# EXERCISE:
Everything from the line containing "pub fn is_draw(board: &Board, win_length: usize)" to the close of the listing below should be retyped exactly, and nothing before it.
####
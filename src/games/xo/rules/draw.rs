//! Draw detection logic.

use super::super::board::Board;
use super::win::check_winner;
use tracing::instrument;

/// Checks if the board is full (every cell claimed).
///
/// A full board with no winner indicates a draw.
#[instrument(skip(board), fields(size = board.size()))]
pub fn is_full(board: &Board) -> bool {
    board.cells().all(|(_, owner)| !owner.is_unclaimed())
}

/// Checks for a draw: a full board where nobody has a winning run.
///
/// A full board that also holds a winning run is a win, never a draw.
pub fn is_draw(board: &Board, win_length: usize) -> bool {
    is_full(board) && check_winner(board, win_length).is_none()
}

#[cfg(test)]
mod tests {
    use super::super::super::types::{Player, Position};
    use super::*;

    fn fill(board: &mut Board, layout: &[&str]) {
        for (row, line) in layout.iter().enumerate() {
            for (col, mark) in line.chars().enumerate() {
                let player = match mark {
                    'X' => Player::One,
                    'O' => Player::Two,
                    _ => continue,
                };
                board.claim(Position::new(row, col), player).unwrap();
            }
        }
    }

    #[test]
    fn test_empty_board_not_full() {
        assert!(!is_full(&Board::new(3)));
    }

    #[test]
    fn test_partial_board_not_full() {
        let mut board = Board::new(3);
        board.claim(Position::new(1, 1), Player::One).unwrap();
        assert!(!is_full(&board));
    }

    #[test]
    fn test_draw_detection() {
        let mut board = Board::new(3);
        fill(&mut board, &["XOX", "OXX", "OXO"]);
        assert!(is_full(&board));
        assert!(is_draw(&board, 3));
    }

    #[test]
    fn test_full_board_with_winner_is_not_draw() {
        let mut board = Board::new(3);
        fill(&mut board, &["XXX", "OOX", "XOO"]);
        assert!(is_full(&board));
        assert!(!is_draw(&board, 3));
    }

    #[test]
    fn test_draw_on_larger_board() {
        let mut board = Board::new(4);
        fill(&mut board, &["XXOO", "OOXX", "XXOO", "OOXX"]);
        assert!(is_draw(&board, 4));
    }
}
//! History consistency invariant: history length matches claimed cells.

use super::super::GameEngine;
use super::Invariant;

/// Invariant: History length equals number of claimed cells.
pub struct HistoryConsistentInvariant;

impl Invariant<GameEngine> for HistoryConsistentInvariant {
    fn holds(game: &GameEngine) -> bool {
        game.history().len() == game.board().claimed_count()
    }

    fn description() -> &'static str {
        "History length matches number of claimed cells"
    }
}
####
# WRITTEN REPLY:
pub fn is_draw(board: &Board, win_length: usize) -> bool {
    is_full(board) && check_winner(board, win_length).is_none()
}

#[cfg(test)]
mod tests {
    use super::super::super::types::{Player, Position};
    use super::*;

    fn fill(board: &mut Board, layout: &[&str]) {
        for (row, line) in layout.iter().enumerate() {
            for (col, mark) in line.chars().enumerate() {
                let player = match mark {
                    'X' => Player::One,
                    'O' => Player::Two,
                    _ => continue,
                };
                board.claim(Position::new(row, col), player).unwrap();
            }
        }
    }

    #[test]
    fn test_empty_board_not_full() {
        assert!(!is_full(&Board::new(3)));
    }

    #[test]
    fn test_partial_board_not_full() {
        let mut board = Board::new(3);
        board.claim(Position::new(1, 1), Player::One).unwrap();
        assert!(!is_full(&board));
    }

    #[test]
    fn test_draw_detection() {
        let mut board = Board::new(3);
        fill(&mut board, &["XOX", "OXX", "OXO"]);
        assert!(is_full(&board));
        assert!(is_draw(&board, 3));
    }

    #[test]
    fn test_full_board_with_winner_is_not_draw() {
        let mut board = Board::new(3);
        fill(&mut board, &["XXX", "OOX", "XOO"]);
        assert!(is_full(&board));
        assert!(!is_draw(&board, 3));
    }

    #[test]
    fn test_draw_on_larger_board() {
        let mut board = Board::new(4);
        fill(&mut board, &["XXOO", "OOXX", "XXOO", "OOXX"]);
        assert!(is_draw(&board, 4));
    }
}
//! History consistency invariant: history length matches claimed cells.

use super::super::GameEngine;
use super::Invariant;

/// Invariant: History length equals number of claimed cells.
pub struct HistoryConsistentInvariant;

impl Invariant<GameEngine> for HistoryConsistentInvariant {
    fn holds(game: &GameEngine) -> bool {
        game.history().len() == game.board().claimed_count()
    }

    fn description() -> &'static str {
        "History length matches number of claimed cells"
    }
}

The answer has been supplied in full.